This is a trip without cars, except for one tour day. If one
can’t travel Europe on their most excellent public transport, then one should
just crawl up under a rock and admit defeat.
Harvey in the Bernis family kitchen. |
Our front courtyard |
Harvey “we’ll have to walk in the rain and our suitcases
will get wet”
Marte “lets just arrange for a cab”
Harvey “what if they don’t show up”
Marte “we walk in the rain and we will accidentally step in
dog poop in the dark”
Harvey “What about the wind”
Marte “It could be a tornado from the weather front, sweeping
us away”
H “That’s just silly”
M ‘ We might have to fight Orc’s at the city gate”
H “There are no Orc’s here. This is not middle earth”
M “Well then the tornado might throw glass in your eye, and
blood will be everywhere. Hopefully the tornado will run away the Orc’s at the
gate
H ‘Now you’re really being silly”
M “The Rhone may rise and there will be flooding at the bus
stop. We will drown in the river.”
As we go along patter along like this, the fear of the prospect
of catching a bus on a cold and rainy morning decreases. The number of fucks
given lessen.
Arbor covered entrance to the apartment |
The rain did not arrive as expected, but the taxi did. It
was quite cold at the bus stop (for Floridians that is) but the Oui-bus was on
time, so we spent less than 15 minutes waiting. Half way to Nimes, we reached
the weather front and the rain began in earnest. Our plan was to sit in the train/bus
station, having lovely coffees and Ubering to our next apartment. Imagine our
surprise when we were let off at the outskirts of town, without a train/bus
station in sight, in the rain, in the cold.

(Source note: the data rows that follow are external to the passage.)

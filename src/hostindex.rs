//! Hostname-pattern index shared by the scriptlet and cosmetic stores.
//!
//! Entries carry a comma-separated hostname pattern list (`example.com`,
//! `~login.example.com`, empty for everywhere). Positive hostnames key the
//! entry in a suffix-probed map; entries with no positive hostnames live
//! in a generic bucket.

use rustc_hash::FxHashMap;

#[derive(Clone, Debug, PartialEq)]
pub struct HostnamePatterns {
    entries: Vec<HostPattern>,
}

#[derive(Clone, Debug, PartialEq)]
struct HostPattern {
    host: String,
    negated: bool,
}

impl HostnamePatterns {
    /// Parses a comma-separated hostname list. Wildcard entries other than
    /// a bare `*` are dropped: TLD wildcards are not supported.
    pub fn parse(list: &str) -> HostnamePatterns {
        let mut entries = Vec::new();
        for raw in list.split(',') {
            let raw = raw.trim();
            if raw.is_empty() || raw == "*" {
                continue;
            }
            let negated = raw.starts_with('~');
            let host = raw.trim_start_matches('~');
            if host.is_empty() || host.contains('*') {
                continue;
            }
            entries.push(HostPattern {
                host: host.to_ascii_lowercase(),
                negated,
            });
        }
        HostnamePatterns { entries }
    }

    /// No positive hostnames: applies everywhere (minus negations).
    pub fn is_generic(&self) -> bool {
        self.entries.iter().all(|e| e.negated)
    }

    pub fn positive_hosts(&self) -> impl Iterator<Item = &str> {
        self.entries
            .iter()
            .filter(|e| !e.negated)
            .map(|e| e.host.as_str())
    }

    pub fn matches(&self, host: &str) -> bool {
        let mut any_positive = false;
        let mut positive_hit = false;
        for entry in &self.entries {
            let hit = host_matches(host, &entry.host);
            if entry.negated {
                if hit {
                    return false;
                }
            } else {
                any_positive = true;
                positive_hit |= hit;
            }
        }
        !any_positive || positive_hit
    }
}

fn host_matches(host: &str, pattern: &str) -> bool {
    host == pattern
        || (host.len() > pattern.len()
            && host.ends_with(pattern)
            && host.as_bytes()[host.len() - pattern.len() - 1] == b'.')
}

pub struct HostnameIndex<T> {
    entries: Vec<(HostnamePatterns, T)>,
    by_host: FxHashMap<String, Vec<usize>>,
    generic: Vec<usize>,
}

impl<T> Default for HostnameIndex<T> {
    fn default() -> Self {
        HostnameIndex {
            entries: Vec::new(),
            by_host: FxHashMap::default(),
            generic: Vec::new(),
        }
    }
}

impl<T> HostnameIndex<T> {
    pub fn insert(&mut self, patterns: HostnamePatterns, value: T) {
        let index = self.entries.len();
        if patterns.is_generic() {
            self.generic.push(index);
        } else {
            for host in patterns.positive_hosts() {
                self.by_host
                    .entry(host.to_string())
                    .or_default()
                    .push(index);
            }
        }
        self.entries.push((patterns, value));
    }

    /// Entries whose pattern list matches `host`, in insertion order.
    pub fn matching(&self, host: &str) -> Vec<&T> {
        let mut indices: Vec<usize> = Vec::new();
        for &i in &self.generic {
            indices.push(i);
        }
        let mut suffix = host;
        loop {
            if let Some(bucket) = self.by_host.get(suffix) {
                indices.extend_from_slice(bucket);
            }
            match suffix.find('.') {
                Some(dot) if dot + 1 < suffix.len() => suffix = &suffix[dot + 1..],
                _ => break,
            }
        }
        indices.sort_unstable();
        indices.dedup();
        indices
            .into_iter()
            .filter(|&i| self.entries[i].0.matches(host))
            .map(|i| &self.entries[i].1)
            .collect()
    }

    pub fn len(&self) -> usize {
        self.entries.len()
    }

    pub fn is_empty(&self) -> bool {
        self.entries.is_empty()
    }

    pub fn shrink(&mut self) {
        self.entries.shrink_to_fit();
        self.generic.shrink_to_fit();
        for bucket in self.by_host.values_mut() {
            bucket.shrink_to_fit();
        }
    }
}
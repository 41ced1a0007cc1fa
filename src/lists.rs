//! Filter-list line classification and per-list statistics.

use serde::Serialize;

use crate::filters::cosmetic;
use crate::filters::network;
use crate::scriptlets;

#[derive(Debug, PartialEq, Eq, Clone, Copy)]
pub enum FilterType {
    Comment,
    HostsFile,
    Network,
    Cosmetic,
    Scriptlet,
    ExtendedCss,
}

/// Given a single line, checks which rule family it belongs to. This check
/// is performed before calling the family-specific parser.
pub fn detect_filter_type(line: &str) -> FilterType {
    if line.starts_with('!') || line.starts_with("[Adblock") {
        return FilterType::Comment;
    }
    if line.starts_with('#') {
        // `# comment`, but not `##selector`.
        let rest = &line[1..];
        if rest.is_empty() || rest.starts_with(char::is_whitespace) {
            return FilterType::Comment;
        }
    }

    if scriptlets::is_scriptlet_rule(line) {
        return FilterType::Scriptlet;
    }
    if cosmetic::is_style_injection_rule(line) || cosmetic::is_cosmetic_rule(line) {
        return FilterType::Cosmetic;
    }
    if cosmetic::is_extended_css_rule(line) {
        return FilterType::ExtendedCss;
    }
    if network::parse_hosts_line(line).is_some() {
        return FilterType::HostsFile;
    }
    FilterType::Network
}

/// Ingestion counters for one filter list, reported back to the host.
#[derive(Debug, Default, Clone, PartialEq, Eq, Serialize)]
pub struct ListStats {
    pub name: String,
    pub network: usize,
    pub exceptions: usize,
    pub hosts: usize,
    pub cosmetic: usize,
    pub scriptlets: usize,
    pub extended_css: usize,
    pub errors: usize,
}
//! Token interner.
//!
//! Maps token strings to dense positive integer ids that fit in the 28-bit
//! token field of a trie node key. The map is sharded so that lookups on
//! the request path only contend on a single shard's read lock while list
//! ingestion keeps inserting.

use parking_lot::RwLock;
use rustc_hash::FxHashMap;
use std::sync::atomic::{AtomicU32, Ordering};

/// Ids must fit in 28 bits; see [`crate::ruletree::NodeKey`].
pub const MAX_TOKEN_ID: u32 = (1 << 28) - 1;

const SHARD_COUNT: usize = 64;

pub struct TokenInterner {
    shards: Vec<RwLock<FxHashMap<Box<str>, u32>>>,
    next_id: AtomicU32,
}

impl Default for TokenInterner {
    fn default() -> Self {
        Self::new()
    }
}

impl TokenInterner {
    pub fn new() -> Self {
        let mut shards = Vec::with_capacity(SHARD_COUNT);
        for _ in 0..SHARD_COUNT {
            shards.push(RwLock::new(FxHashMap::default()));
        }
        TokenInterner {
            shards,
            // 0 is reserved for non-exact node kinds.
            next_id: AtomicU32::new(1),
        }
    }

    /// Returns the id for `token`, allocating one on first sight.
    pub fn intern(&self, token: &str) -> u32 {
        let shard = &self.shards[Self::shard_index(token)];

        if let Some(&id) = shard.read().get(token) {
            return id;
        }

        let mut map = shard.write();
        if let Some(&id) = map.get(token) {
            return id;
        }
        let id = self.next_id.fetch_add(1, Ordering::Relaxed);
        if id > MAX_TOKEN_ID {
            panic!("token interner overflow: more than 2^28 distinct tokens");
        }
        map.insert(Box::from(token), id);
        id
    }

    /// Lookup without allocation. Query paths use this: a token that was
    /// never interned cannot label any trie edge.
    pub fn get(&self, token: &str) -> Option<u32> {
        self.shards[Self::shard_index(token)].read().get(token).copied()
    }

    pub fn len(&self) -> usize {
        (self.next_id.load(Ordering::Relaxed) - 1) as usize
    }

    pub fn is_empty(&self) -> bool {
        self.len() == 0
    }

    fn shard_index(token: &str) -> usize {
        // FNV-1a, folded onto the shard count.
        let mut h: u64 = 0xcbf2_9ce4_8422_2325;
        for &b in token.as_bytes() {
            h ^= u64::from(b);
            h = h.wrapping_mul(0x100_0000_01b3);
        }
        (h as usize) % SHARD_COUNT
    }
}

HAHAHAHAHAHA – but no Orc’s in sight.
We have not studied the bus route and don’t’ have enough
French to ask anyone what to do-where to go. Everyone who has gotten off the
bus has walked away or had rides waiting. We check Uber – none available on a
cold, rainy Sunday morning. Checking our google map, we are a 30-minute walk to
the city center. Nothing left to do but walk. Luckily, 10 minutes into our walk
we spy Passion de Pan, a lovely boulangerie open and welcoming. A café au late
and quiche Lorraine later, Harvey begs the sweet woman behind the counter to
please, please, please call us a cab. I don’t think she wanted to but probably
realized if she didn’t, we would become semi-permanent guests.
Living room to the kitchen/dining room |
Back courtyard from the bedroom |
We can’t get in to our apartment this early. Harvey has
found another boulangerie which is open, Maison Villeret, about a block away from the apartment in the old part of
town. No cars allowed here! At least we will
be within an easy walk and be in a dry space to wait. The poor taxi driver just
shakes his head when we ask him to take us to another boulangerie. He doesn’t
think he is hearing Harvey correctly. He just shakes his head and drives us to
the pedestrian alley where the shop is located, in the heart of the old city.
Silly tourists.
We contact our hostess who will be able to take us within an
hour. We arrive to Hotel des Bernis
and take our reward. (Hotel, in this usage, refers to a
large family dwelling.) The reward being the most French villa I have ever had
the pleasure of staying in. Our hostess Emma’s family has owned the villa for
300 years, having been given to them by the king. She takes us upstairs to the
family kitchen for tea, while the apartment is being cleaned. It is the most
French kitchen I have ever been in. This is not a house, this is a villa.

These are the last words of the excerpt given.